A son bord, confortablement installé dans son fauteuil en cuir beige, le jeune Vincent vérifie que son matériel est bien en place à l’intérieur de son attaché-case. Au pied de la passerelle, une Mercedes noire aux vitres teintées l’attend. Une fois assis sur la banquette arrière, sa mallette posée sur les genoux, il indique au chauffeur sa destination.

La berline allemande quitte la piste, puis emprunte la départementale 31 dans la pénombre de la campagne tourangelle.

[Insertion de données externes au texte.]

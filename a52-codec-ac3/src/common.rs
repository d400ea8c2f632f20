// A52
// Copyright (c) 2026 The Project A52 Developers.
//
// This Source Code Form is subject to the terms of the Mozilla Public
// License, v. 2.0. If a copy of the MPL was not distributed with this
// file, You can obtain one at https://mozilla.org/MPL/2.0/.

/// The 16-bit word that begins every AC-3 frame.
pub const SYNC_WORD: u16 = 0x0b77;

/// The number of audio blocks in a frame.
pub const BLOCKS_PER_FRAME: usize = 6;

/// The number of PCM frames produced by one audio block.
pub const SAMPLES_PER_BLOCK: usize = 256;

/// The number of PCM frames produced by one AC-3 frame.
pub const SAMPLES_PER_FRAME: usize = BLOCKS_PER_FRAME * SAMPLES_PER_BLOCK;

/// The maximum number of full-bandwidth channels.
pub const MAX_FBW_CHANNELS: usize = 5;

/// The number of transform coefficients per channel and block.
pub const N_COEFFS: usize = 256;

/// The number of coded bins of the low frequency effects channel.
pub const LFE_END_MANT: usize = 7;

/// The maximum number of delta bit allocation segments.
pub const MAX_DELTA_SEGMENTS: usize = 8;

/// The maximum number of coupling sub-bands.
pub const MAX_COUPLING_SUBBANDS: usize = 18;

macro_rules! validate {
    ($a:expr) => {
        if !$a {
            log::error!("check failed at {}:{}", file!(), line!());
            return a52_core::errors::decode_error("ac3: invalid data");
        }
    };
    ($a:expr, $msg:expr) => {
        if !$a {
            log::error!("check failed at {}:{}", file!(), line!());
            return a52_core::errors::decode_error($msg);
        }
    };
}

pub(crate) use validate;

/// Exponent strategy of a channel.
#[derive(Copy, Clone, Debug, Default, PartialEq, Eq)]
pub enum ExpStrategy {
    /// Exponents of the previous block are reused.
    #[default]
    Reuse,
    /// One exponent per bin.
    D15,
    /// One exponent per 2 bins.
    D25,
    /// One exponent per 4 bins.
    D45,
}

impl ExpStrategy {
    pub fn from_code(code: u32) -> Self {
        match code & 0x3 {
            0 => ExpStrategy::Reuse,
            1 => ExpStrategy::D15,
            2 => ExpStrategy::D25,
            _ => ExpStrategy::D45,
        }
    }

    /// The number of consecutive bins that share each decoded exponent.
    pub fn replication(self) -> usize {
        match self {
            ExpStrategy::Reuse => 0,
            ExpStrategy::D15 => 1,
            ExpStrategy::D25 => 2,
            ExpStrategy::D45 => 4,
        }
    }

    pub fn name(self) -> &'static str {
        match self {
            ExpStrategy::Reuse => "R",
            ExpStrategy::D15 => "D15",
            ExpStrategy::D25 => "D25",
            ExpStrategy::D45 => "D45",
        }
    }
}

/// Delta bit allocation mode of a channel.
#[derive(Copy, Clone, Debug, Default, PartialEq, Eq)]
pub enum DeltaBitAllocMode {
    /// The segments of the previous block are reused.
    Reuse,
    /// New segments follow.
    New,
    /// No delta bit allocation.
    #[default]
    None,
}

impl DeltaBitAllocMode {
    /// Decodes a 2-bit delta bit allocation code. The reserved code is a stream error.
    pub fn from_code(code: u32) -> Option<Self> {
        match code {
            0 => Some(DeltaBitAllocMode::Reuse),
            1 => Some(DeltaBitAllocMode::New),
            2 => Some(DeltaBitAllocMode::None),
            _ => None,
        }
    }
}

/// Gets a human readable name of the channel layout selected by `acmod`.
pub fn acmod_name(acmod: u8) -> &'static str {
    const NAMES: [&str; 8] = ["1+1", "1/0", "2/0", "3/0", "2/1", "3/1", "2/2", "3/2"];
    NAMES[usize::from(acmod & 0x7)]
}

/// Gets a human readable name of the bitstream mode.
pub fn bsmod_name(bsmod: u8, acmod: u8) -> &'static str {
    match bsmod {
        0 => "CM",
        1 => "ME",
        2 => "VI",
        3 => "HI",
        4 => "D",
        5 => "C",
        6 => "E",
        _ if acmod == 1 => "VO",
        _ => "K",
    }
}
// A52
// Copyright (c) 2026 The Project A52 Developers.
//
// This Source Code Form is subject to the terms of the Mozilla Public
// License, v. 2.0. If a copy of the MPL was not distributed with this
// file, You can obtain one at https://mozilla.org/MPL/2.0/.

//! The `complex` module implements a 32-bit floating point complex number.

/// A complex number with single precision real and imaginary parts.
#[derive(Copy, Clone, Default, Debug, PartialEq)]
#[repr(C)]
pub struct Complex {
    pub re: f32,
    pub im: f32,
}

impl Complex {
    /// Create a new complex number.
    #[inline(always)]
    pub const fn new(re: f32, im: f32) -> Self {
        Self { re, im }
    }

    /// Create a complex number of magnitude 1 with the angle `theta` (radians).
    #[inline(always)]
    pub fn from_angle(theta: f64) -> Self {
        Self { re: theta.cos() as f32, im: theta.sin() as f32 }
    }

    /// Scale the complex number.
    #[inline(always)]
    pub fn scale(&self, scale: f32) -> Self {
        Self { re: self.re * scale, im: self.im * scale }
    }

    /// Take the complex conjugate of `self`.
    ///
    /// For a complex number defined as `a + bi`, the complex conjugate is defined to be `a - bi`.
    #[inline(always)]
    pub fn conj(&self) -> Self {
        Self { re: self.re, im: -self.im }
    }

    /// Swap the real and imaginary parts.
    ///
    /// Swapping the parts before and after a forward transform yields the inverse transform.
    #[inline(always)]
    pub fn swap(&self) -> Self {
        Self { re: self.im, im: self.re }
    }

    /// Multiply by `-i`.
    #[inline(always)]
    pub fn mul_neg_j(&self) -> Self {
        Self { re: self.im, im: -self.re }
    }
}

impl core::ops::Add for Complex {
    type Output = Complex;

    #[inline(always)]
    fn add(self, rhs: Self) -> Self::Output {
        Self::Output { re: self.re + rhs.re, im: self.im + rhs.im }
    }
}

impl core::ops::AddAssign for Complex {
    #[inline(always)]
    fn add_assign(&mut self, rhs: Self) {
        self.re += rhs.re;
        self.im += rhs.im;
    }
}

impl core::ops::Sub for Complex {
    type Output = Complex;

    #[inline(always)]
    fn sub(self, rhs: Self) -> Self::Output {
        Self::Output { re: self.re - rhs.re, im: self.im - rhs.im }
    }
}

impl core::ops::SubAssign for Complex {
    #[inline(always)]
    fn sub_assign(&mut self, rhs: Self) {
        self.re -= rhs.re;
        self.im -= rhs.im;
    }
}

impl core::ops::Mul for Complex {
    type Output = Complex;

    #[inline(always)]
    fn mul(self, rhs: Self) -> Self::Output {
        Self::Output {
            re: (self.re * rhs.re) - (self.im * rhs.im),
            im: (self.re * rhs.im) + (self.im * rhs.re),
        }
    }
}

impl core::ops::Neg for Complex {
    type Output = Complex;

    #[inline(always)]
    fn neg(self) -> Self::Output {
        Self::Output { re: -self.re, im: -self.im }
    }
}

Direction Le Clos Lucé, à quelques kilomètres à peine de la Loire et de ses châteaux légendaires.

En ce mois de mai 2019, malgré les nombreuses commémorations qui l’accaparent, le directeur du manoir attend Vincent avec un mélange d’impatience et de circonspection. Depuis que François Saint Bris et ses aïeux sont propriétaires de la fameuse demeure royale, c’est la première fois qu’ils acceptent de répondre à une telle requête.

Vincent est un jeune biologiste surdoué qui a fait fortune dans les biotechnologies. Depuis plusieurs mois, il parcourt le monde à bord de son jet privé. Partout où il s’est rendu, des vertes pelouses des cimetières américains jusqu’aux cryptes les plus secrètes du vieux continent en passant par les mausolées des grands de ce monde, il a dû déployer des trésors de diplomatie et de persuasion pour arriver à ses fins.

Une fois sur place, il ne perd pas une minute. Pas le temps d’admirer les magnifiques façades de briques rouges, ni d’apercevoir le superbe parc boisé déjà plongé dans l’obscurité. Il se rend directement au premier étage du château. Ce qui l’intéresse, c’est la chambre dans laquelle le célèbre maestro du quattrocento italien a passé les trois dernières années de sa vie.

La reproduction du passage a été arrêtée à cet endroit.